Fitzgerald Tomas, Birney Ewan
European Molecular Biology Laboratory, European Bioinformatics Institute (EMBL-EBI), Wellcome Genome Campus, Cambridge CB10 1SD, UK.
Cell Genom. 2022 Aug 10;2(8):100167. doi: 10.1016/j.xgen.2022.100167.
Copy number variation (CNV) is known to influence human traits, having a rich history of research into common and rare genetic disease, and although CNV is accepted as an important class of genomic variation, progress on copy-number-based genome-wide association studies (GWASs) from next-generation sequencing (NGS) data has been limited. Here we present a novel method for large-scale copy number analysis from NGS data generating robust copy number estimates and allowing copy number GWASs (CN-GWASs) to be performed genome-wide in discovery mode. We provide a detailed analysis in the UK Biobank resource and a specifically designed software package. We use these methods to perform CN-GWAS analysis across 78 human traits, discovering over 800 genetic associations that are likely to contribute strongly to trait distributions.
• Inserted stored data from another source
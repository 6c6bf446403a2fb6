use std::time::Duration;

use game_ws::testing::{MockConnectPlan, MockTransport, next_event_of, record_events, wait_for_state};
use game_ws::{
    WsClientConfig, WsConnection, WsConnectionState, WsDisconnectReason, WsErrorKind, WsEventData,
    WsEventKind,
};

const WAIT: Duration = Duration::from_secs(60);

fn config() -> WsClientConfig {
    WsClientConfig::new("ws://game.test/ws")
}

fn ms(v: u64) -> Duration {
    Duration::from_millis(v)
}

#[tokio::test(start_paused = true)]
async fn retries_with_growing_delay_until_exhausted() {
    let (transport, controller) = MockTransport::new();
    controller.set_fallback_plan(MockConnectPlan::Fail("connection refused".to_string()));
    let connection =
        WsConnection::spawn_with_transport(config().with_max_reconnect_attempts(3), transport);
    let mut events = record_events(&connection).await.unwrap();

    connection.connect().await.unwrap();

    let first = next_event_of(&mut events, WsEventKind::Disconnected, WAIT)
        .await
        .expect("failed attempt reported as disconnect");
    assert!(matches!(
        first.data,
        WsEventData::Disconnected {
            reason: WsDisconnectReason::NetworkError,
            code: 1006,
            ..
        }
    ));

    let mut schedule = Vec::new();
    let exhausted = loop {
        let event = tokio::time::timeout(WAIT, events.recv())
            .await
            .expect("event before timeout")
            .expect("listener alive");
        match event.data {
            WsEventData::ReconnectAttempt {
                attempt,
                max_attempts,
                delay,
            } => {
                assert_eq!(max_attempts, 3);
                schedule.push((attempt, delay));
            }
            WsEventData::Error { kind, message } => break (kind, message),
            _ => {}
        }
    };

    assert_eq!(schedule, vec![(1, ms(1000)), (2, ms(1500)), (3, ms(2250))]);
    assert_eq!(exhausted.0, WsErrorKind::Connection);
    assert!(exhausted.1.contains('3'), "{}", exhausted.1);
    assert_eq!(controller.connect_attempts(), 4);

    tokio::time::sleep(Duration::from_secs(120)).await;
    assert_eq!(controller.connect_attempts(), 4);
    assert_eq!(connection.state().await.unwrap(), WsConnectionState::Closed);

    let metrics = connection.metrics().await.unwrap();
    assert_eq!(metrics.reconnect_attempts, 3);
    assert_eq!(metrics.reconnect_successes, 0);
    assert!(metrics.errors >= 4);
}

#[tokio::test(start_paused = true)]
async fn backoff_resets_after_successful_reconnect() {
    let (transport, mut controller) = MockTransport::new();
    controller.push_plan(MockConnectPlan::Fail("refused".to_string()));
    controller.push_plan(MockConnectPlan::Fail("refused".to_string()));
    let connection = WsConnection::spawn_with_transport(config(), transport);
    let mut events = record_events(&connection).await.unwrap();

    connection.connect().await.unwrap();
    let mut server = controller.next_server_timeout(WAIT).await.expect("third dial accepted");
    let connected = next_event_of(&mut events, WsEventKind::Connected, WAIT)
        .await
        .expect("connected");
    assert!(matches!(connected.data, WsEventData::Connected { attempts: 2 }));
    assert_eq!(connection.metrics().await.unwrap().reconnect_successes, 1);

    server.drop_socket();
    let dropped = next_event_of(&mut events, WsEventKind::Disconnected, WAIT)
        .await
        .expect("disconnected");
    assert!(matches!(
        dropped.data,
        WsEventData::Disconnected {
            reason: WsDisconnectReason::NetworkError,
            code: 1006,
            ..
        }
    ));
    let attempt = next_event_of(&mut events, WsEventKind::ReconnectAttempt, WAIT)
        .await
        .expect("reconnect scheduled");
    assert!(matches!(
        attempt.data,
        WsEventData::ReconnectAttempt { attempt: 1, delay, .. } if delay == ms(1000)
    ));

    let _server = controller.next_server_timeout(WAIT).await.expect("reconnected");
    assert!(wait_for_state(&connection, WsConnectionState::Connected, WAIT).await);
}

#[tokio::test(start_paused = true)]
async fn disconnect_cancels_pending_reconnect() {
    let (transport, controller) = MockTransport::new();
    controller.set_fallback_plan(MockConnectPlan::Fail("refused".to_string()));
    let connection = WsConnection::spawn_with_transport(config(), transport);
    let mut events = record_events(&connection).await.unwrap();

    connection.connect().await.unwrap();
    next_event_of(&mut events, WsEventKind::ReconnectAttempt, WAIT)
        .await
        .expect("reconnect scheduled");
    assert_eq!(
        connection.state().await.unwrap(),
        WsConnectionState::Reconnecting
    );

    connection.disconnect().await.unwrap();
    assert_eq!(connection.state().await.unwrap(), WsConnectionState::Closed);

    tokio::time::sleep(Duration::from_secs(120)).await;
    assert_eq!(controller.connect_attempts(), 1);
    while let Ok(event) = events.try_recv() {
        assert!(
            !matches!(event.kind(), WsEventKind::ReconnectAttempt | WsEventKind::Connected),
            "unexpected {:?}",
            event.data
        );
    }
}

#[tokio::test(start_paused = true)]
async fn auto_reconnect_off_stays_closed() {
    let (transport, mut controller) = MockTransport::new();
    let connection =
        WsConnection::spawn_with_transport(config().with_auto_reconnect(false), transport);
    let mut events = record_events(&connection).await.unwrap();

    connection.connect().await.unwrap();
    let mut server = controller.next_server_timeout(WAIT).await.expect("accepted");
    next_event_of(&mut events, WsEventKind::Connected, WAIT)
        .await
        .expect("connected");

    server.drop_socket();
    next_event_of(&mut events, WsEventKind::Disconnected, WAIT)
        .await
        .expect("disconnected");

    tokio::time::sleep(Duration::from_secs(120)).await;
    assert_eq!(controller.connect_attempts(), 1);
    assert_eq!(connection.state().await.unwrap(), WsConnectionState::Closed);
    assert_eq!(connection.metrics().await.unwrap().reconnect_attempts, 0);
}

#[tokio::test(start_paused = true)]
async fn manual_connect_while_reconnecting_dials_immediately() {
    let (transport, mut controller) = MockTransport::new();
    controller.push_plan(MockConnectPlan::Fail("refused".to_string()));
    let connection = WsConnection::spawn_with_transport(
        config().with_reconnect_backoff(Duration::from_secs(30), Duration::from_secs(60), 2.0),
        transport,
    );
    let mut events = record_events(&connection).await.unwrap();

    connection.connect().await.unwrap();
    next_event_of(&mut events, WsEventKind::ReconnectAttempt, WAIT)
        .await
        .expect("reconnect scheduled");

    connection.connect().await.unwrap();
    let _server = controller
        .next_server_timeout(Duration::from_secs(1))
        .await
        .expect("dialed without waiting for the backoff");
    assert!(wait_for_state(&connection, WsConnectionState::Connected, Duration::from_secs(1)).await);

    tokio::time::sleep(Duration::from_secs(90)).await;
    assert_eq!(controller.connect_attempts(), 2);
    assert_eq!(connection.state().await.unwrap(), WsConnectionState::Connected);
}

#[tokio::test(start_paused = true)]
async fn zero_attempt_budget_exhausts_immediately() {
    let (transport, mut controller) = MockTransport::new();
    let connection =
        WsConnection::spawn_with_transport(config().with_max_reconnect_attempts(0), transport);
    let mut events = record_events(&connection).await.unwrap();

    connection.connect().await.unwrap();
    let mut server = controller.next_server_timeout(WAIT).await.expect("accepted");
    next_event_of(&mut events, WsEventKind::Connected, WAIT)
        .await
        .expect("connected");
    server.drop_socket();

    let error = next_event_of(&mut events, WsEventKind::Error, WAIT)
        .await
        .expect("exhaustion error");
    assert!(matches!(
        error.data,
        WsEventData::Error {
            kind: WsErrorKind::Connection,
            ..
        }
    ));
    tokio::time::sleep(Duration::from_secs(120)).await;
    assert_eq!(controller.connect_attempts(), 1);
    assert_eq!(connection.metrics().await.unwrap().reconnect_attempts, 0);
}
Finally, we compare CNV and SNP association signals across the same traits and samples, defining specific CNV association classes.
已知拷贝数变异(CNV)会影响人类性状,在常见和罕见遗传病研究方面有着丰富的历史,尽管CNV被公认为一类重要的基因组变异,但基于下一代测序(NGS)数据的基于拷贝数的全基因组关联研究(GWAS)进展有限。在此,我们提出了一种从NGS数据进行大规模拷贝数分析的新方法,该方法能生成可靠的拷贝数估计值,并允许在发现模式下在全基因组范围内进行拷贝数GWAS(CN-GWAS)。我们在英国生物银行资源中进行了详细分析,并提供了一个专门设计的软件包。我们使用这些方法对78种人类性状进行CN-GWAS分析,发现了800多个可能对性状分布有重大贡献的遗传关联。最后,我们比较了相同性状和样本中的CNV和SNP关联信号,定义了特定的CNV关联类别。